総じてみると、価格転嫁をしたいと考えている企業で、コストの上昇分に対する販売価格への転嫁割合を示す「価格転嫁率」は36.6%と、4割未満にとどまった。これは、コストが100円上昇した場合に36.6円しか販売価格に反映できていないことを示している=図表2参照。

業種別の価格転嫁率をみると、明暗が分かれている。たとえば、「建材・家具、窯業・土石製品卸売」(53.1%)や「機械・器具卸売」(50.9%)、「飲食料品卸売」(48.3%)では価格転嫁率が5割近くとなった=図表3参照。

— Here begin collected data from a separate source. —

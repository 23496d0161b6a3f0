//! # Scene
//!
//! The application context handed to the render loop. It owns the body list, the simulation
//! clock, the orbit camera and the two vertex arrays the renderer uploads:
//!
//! ```text
//! Scene
//! ├── bodies        Vec<Body>, central body first, never resized
//! ├── orbit_paths   static line buffer: one polyline per orbiting body, built once
//! ├── points        dynamic point buffer: one vertex per body, rewritten every frame
//! ├── clock         SimulationClock
//! ├── camera        OrbitCamera
//! └── frame_timer   FrameTimer (FPS for the status line)
//! ```
//!
//! ## Frame cycle
//!
//! ```rust
//! use hifitime::Duration;
//! use orrery::scene::{Scene, SceneSettings};
//! use orrery::seed::default_bodies;
//!
//! let mut scene = Scene::new(default_bodies(), SceneSettings::default()).unwrap();
//!
//! // once per frame
//! scene.advance(Duration::from_seconds(1.0 / 60.0));
//! for command in scene.draw_list() {
//!     // hand `command` and `scene.points()` / `scene.orbit_paths()` to the GPU layer
//!     let _ = command;
//! }
//! ```
//!
//! The solver itself stays stateless; the scene only calls
//! [`position`](crate::kepler::position) and [`sample_path`](crate::kepler::sample_path).

use hifitime::Duration;
use nalgebra::{Matrix4, Vector3};
use tracing::{debug, info, warn};

use crate::{
    camera::OrbitCamera,
    clock::SimulationClock,
    config::OrreryConfig,
    constants::{
        Rgb, BODY_POINT_SIZE_SCALE, CLEAR_COLOR, CENTRAL_BODY_INDEX, CENTRAL_POINT_SIZE, DEFAULT_PATH_SAMPLES,
        DEFAULT_TIME_SCALE, DEFAULT_VIEWPORT_HEIGHT, DEFAULT_VIEWPORT_WIDTH,
        MAX_ACCURATE_ECCENTRICITY, MAX_PATH_SAMPLES, ORBIT_LINE_COLOR,
    },
    frame_timer::FrameTimer,
    input::{ButtonAction, Command, Key, MouseButton},
    kepler::{path_length, position, sample_path},
    orbit_type::Body,
    orrery_errors::OrreryError,
};

/// Startup parameters of a [`Scene`].
#[derive(Debug, Clone, PartialEq)]
pub struct SceneSettings {
    pub time_scale: f64,
    pub paused: bool,
    pub path_samples: usize,
    pub period_hint: f64,
    pub camera: OrbitCamera,
    pub viewport: (u32, u32),
}

impl Default for SceneSettings {
    fn default() -> Self {
        Self {
            time_scale: DEFAULT_TIME_SCALE,
            paused: false,
            path_samples: DEFAULT_PATH_SAMPLES,
            period_hint: 0.0,
            camera: OrbitCamera::default(),
            viewport: (DEFAULT_VIEWPORT_WIDTH, DEFAULT_VIEWPORT_HEIGHT),
        }
    }
}

impl From<&OrreryConfig> for SceneSettings {
    fn from(config: &OrreryConfig) -> Self {
        Self {
            time_scale: config.simulation.time_scale,
            paused: config.simulation.paused,
            path_samples: config.simulation.path_samples,
            period_hint: config.simulation.period_hint,
            camera: config.camera(),
            viewport: (config.viewport.width, config.viewport.height),
        }
    }
}

/// Slice of the static line buffer holding one body's orbit.
#[derive(Debug, Clone, Copy, PartialEq, Eq)]
pub struct PathRange {
    pub body_index: usize,
    pub first: usize,
    pub count: usize,
}

/// Concatenated orbit polylines of every orbiting body.
#[derive(Debug, Clone, Default, PartialEq)]
pub struct OrbitPaths {
    pub vertices: Vec<[f32; 3]>,
    pub ranges: Vec<PathRange>,
}

impl OrbitPaths {
    /// Sample every body except the central one.
    ///
    /// `samples` above [`MAX_PATH_SAMPLES`] is rejected before anything is allocated.
    pub fn build(bodies: &[Body], samples: usize, period_hint: f64) -> Result<Self, OrreryError> {
        let too_many = OrreryError::TooManySamples {
            got: samples,
            max: MAX_PATH_SAMPLES,
        };
        if samples > MAX_PATH_SAMPLES {
            return Err(too_many);
        }
        let orbiting = bodies.len().saturating_sub(1);
        let capacity = orbiting.checked_mul(samples).ok_or(too_many)?;
        let mut paths = OrbitPaths {
            vertices: Vec::with_capacity(capacity),
            ranges: Vec::with_capacity(orbiting),
        };

        for (index, body) in bodies.iter().enumerate().skip(CENTRAL_BODY_INDEX + 1) {
            let path = sample_path(&body.orbit, samples, period_hint).map_err(|err| match err {
                OrreryError::UndefinedPeriod => OrreryError::ZeroAngularVelocity(body.name.clone()),
                other => other,
            })?;
            debug!(
                body = %body.name,
                vertices = path.len(),
                length = path_length(&path),
                "orbit path sampled"
            );

            paths.ranges.push(PathRange {
                body_index: index,
                first: paths.vertices.len(),
                count: path.len(),
            });
            paths.vertices.extend(path.iter().map(to_vertex));
        }

        Ok(paths)
    }
}

/// One draw call for the renderer.
#[derive(Debug, Clone, Copy, PartialEq)]
pub enum DrawCommand {
    /// Clear the color and depth buffers to `color` (RGBA).
    Clear { color: [f32; 4] },
    /// Draw `count` vertices of the orbit buffer from `first` as a connected line strip.
    LineStrip { first: usize, count: usize, color: Rgb },
    /// Draw vertex `index` of the point buffer as a point of `size` pixels.
    Point { index: usize, color: Rgb, size: f32 },
}

/// Application context: everything the render loop reads or mutates.
#[derive(Debug, Clone)]
pub struct Scene {
    bodies: Vec<Body>,
    orbit_paths: OrbitPaths,
    points: Vec<[f32; 3]>,
    clock: SimulationClock,
    camera: OrbitCamera,
    frame_timer: FrameTimer,
    viewport: (u32, u32),
    should_close: bool,
}

impl Scene {
    /// Validate the bodies and build both vertex buffers.
    ///
    /// Errors
    /// ------
    /// * [`OrreryError::EmptyBodyList`] without a central body.
    /// * Any body validation error.
    /// * [`OrreryError::ZeroAngularVelocity`] for an orbiting body with no usable period.
    /// * [`OrreryError::TooFewSamples`], [`OrreryError::TooManySamples`] or
    ///   [`OrreryError::InvalidTimeScale`] for bad settings.
    pub fn new(bodies: Vec<Body>, settings: SceneSettings) -> Result<Self, OrreryError> {
        if bodies.is_empty() {
            return Err(OrreryError::EmptyBodyList);
        }
        for body in &bodies {
            body.validate()?;
            if body.orbit.eccentricity > MAX_ACCURATE_ECCENTRICITY {
                warn!(
                    body = %body.name,
                    eccentricity = body.orbit.eccentricity,
                    "eccentricity above {MAX_ACCURATE_ECCENTRICITY}: one-step Kepler solution will drift"
                );
            }
        }

        let clock = SimulationClock::new(settings.time_scale, settings.paused)?;
        let orbit_paths = OrbitPaths::build(&bodies, settings.path_samples, settings.period_hint)?;
        let points = vec![[0.0; 3]; bodies.len()];

        info!(
            bodies = bodies.len(),
            orbit_vertices = orbit_paths.vertices.len(),
            "scene ready"
        );

        Ok(Self {
            bodies,
            orbit_paths,
            points,
            clock,
            camera: settings.camera,
            frame_timer: FrameTimer::default(),
            viewport: settings.viewport,
            should_close: false,
        })
    }

    /// Build a scene from a parsed configuration.
    pub fn from_config(config: &OrreryConfig) -> Result<Self, OrreryError> {
        Self::new(config.bodies()?, SceneSettings::from(config))
    }

    pub fn bodies(&self) -> &[Body] {
        &self.bodies
    }

    pub fn orbit_paths(&self) -> &OrbitPaths {
        &self.orbit_paths
    }

    /// Current content of the point buffer, one vertex per body.
    pub fn points(&self) -> &[[f32; 3]] {
        &self.points
    }

    pub fn clock(&self) -> &SimulationClock {
        &self.clock
    }

    pub fn camera(&self) -> &OrbitCamera {
        &self.camera
    }

    pub fn frame_timer(&self) -> &FrameTimer {
        &self.frame_timer
    }

    pub fn viewport(&self) -> (u32, u32) {
        self.viewport
    }

    pub fn should_close(&self) -> bool {
        self.should_close
    }

    /// Position of body `index` at simulation time `t`; the central body is pinned at the origin.
    pub fn body_position(&self, index: usize, t: f64) -> Option<Vector3<f64>> {
        let body = self.bodies.get(index)?;
        if index == CENTRAL_BODY_INDEX {
            Some(Vector3::zeros())
        } else {
            Some(position(t, &body.orbit))
        }
    }

    /// Rewrite the point buffer for simulation time `t`.
    pub fn update_positions(&mut self, t: f64) {
        for (index, (body, point)) in self.bodies.iter().zip(self.points.iter_mut()).enumerate() {
            *point = if index == CENTRAL_BODY_INDEX {
                [0.0; 3]
            } else {
                to_vertex(&position(t, &body.orbit))
            };
        }
    }

    /// Advance by one real frame: clock, frame timer, then body positions.
    ///
    /// Returns the new simulation time.
    pub fn advance(&mut self, real_dt: Duration) -> f64 {
        self.frame_timer.record(real_dt.to_seconds());
        let t = self.clock.tick(real_dt);
        self.update_positions(t);
        t
    }

    /// Draw calls for the current frame: a clear, every orbit polyline, then every body.
    pub fn draw_list(&self) -> Vec<DrawCommand> {
        let clear = std::iter::once(DrawCommand::Clear { color: CLEAR_COLOR });
        let lines = self.orbit_paths.ranges.iter().map(|r| DrawCommand::LineStrip {
            first: r.first,
            count: r.count,
            color: ORBIT_LINE_COLOR,
        });
        let points = self.bodies.iter().enumerate().map(|(index, body)| DrawCommand::Point {
            index,
            color: body.color,
            size: if index == CENTRAL_BODY_INDEX {
                CENTRAL_POINT_SIZE
            } else {
                BODY_POINT_SIZE_SCALE * body.visual_radius
            },
        });

        clear.chain(lines).chain(points).collect()
    }

    pub fn view_projection(&self) -> Matrix4<f32> {
        let (width, height) = self.viewport;
        self.camera.view_projection_f32(width, height)
    }

    pub fn resize(&mut self, width: u32, height: u32) {
        self.viewport = (width, height);
    }

    pub fn apply(&mut self, command: Command) {
        match command {
            Command::Quit => self.should_close = true,
            Command::TogglePause => self.clock.toggle_pause(),
            Command::SpeedUp => self.clock.speed_up(),
            Command::SlowDown => self.clock.slow_down(),
            Command::ResetCamera => self.camera.reset(),
        }
        debug!(?command, time_scale = self.clock.time_scale(), "command applied");
    }

    /// Key press or repeat. Unbound keys are ignored.
    pub fn handle_key(&mut self, key: Key) {
        if let Some(command) = Command::from_key(key) {
            self.apply(command);
        }
    }

    pub fn handle_mouse_button(&mut self, button: MouseButton, action: ButtonAction) {
        self.camera.mouse_button(button, action);
    }

    pub fn handle_cursor(&mut self, x: f64, y: f64) {
        self.camera.cursor(x, y);
    }

    pub fn handle_scroll(&mut self, y_offset: f64) {
        self.camera.scroll(y_offset);
    }

    /// Window title text, e.g. `Orrery | FPS: 60 | scale: 60.0x | RUN`.
    pub fn status_line(&self) -> String {
        format!(
            "Orrery | FPS: {:.0} | scale: {:.1}x | {}",
            self.frame_timer.fps(),
            self.clock.time_scale(),
            if self.clock.is_paused() { "PAUSED" } else { "RUN" }
        )
    }
}

fn to_vertex(p: &Vector3<f64>) -> [f32; 3] {
    [p.x as f32, p.y as f32, p.z as f32]
}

多少なりとも転嫁できている企業からはこんな声が挙がっている。

「木材製品はウッドショックにより市場全般が値上げを容認した」(木材・竹材卸売)「円安の進行によるコストアップが激しいため、販売価格に転嫁せざるを得ない。顧客には丁寧に説明している」(家具・建具卸売)「業界全体で値上げの動向もあり、価格転嫁についても同様の動きがあった」(無機化学工業製品製造)「顧客の認識として、明らかに価格が上昇している部材を使用している製品の販売価格を上げることは理解してもらえるが、すべての製品で理解を得られることはない」(電気機械器具卸売)

業界内競争で値上げできない情報、運送、不動産

一方で、価格転嫁率が低い業種もある。「ソフトウア受託開発」などを含む「情報サービス」(14.4%)や、原油価格高騰の影響を受けているトラック運送などを含む「運輸・倉庫」(17.7%)などだ=再び図表3参照。

企業からはこんな声が挙がっている。

「運賃交渉を継続中。業界内には積極的な値上げ交渉をすることによる荷主離れを懸念して値上げが進んでいない」(一般貨物自動車運送)「見積書には転嫁した単価で提出したが、競争が激しく結局販売価格は今までとほぼ変わらない」(パッケージソフトウェア)「業界や国が価格転嫁の要請を文書などで取り組み出してきており、理解してもらえる顧客は若干出てきたが、さらなる要請をお願いしたい」(港湾運送)「工事量全体が増えておらず、受注競争が激しく、材料費や外注費(加工費、労賃)などの上昇分を転嫁できていない。現状は粗利益を極限まで削って耐えている」(不動産代理業・仲介)

など、悲痛な状況が伝わってくる。

帝国データバンクではこうコメントしている。

「取引先の理解を得られないことや顧客離れへの懸念のほか、急速な円安進行などによる原材料費の上昇などに価格転嫁が追い付いていないことを背景に、全体の価格転嫁率は36.6%にとどまった。政府には価格転嫁支援の強化に加え、物価の高騰による影響を受けているすべての企業に支援が行き渡る対策の実施が求められよう」

調査は、2022年9月9日〜13日、全国の企業にアンケートを送り、1649社から有効回答を得た。うち大企業は211社(12.8%)、中小企業は1438社(87.2%)だった。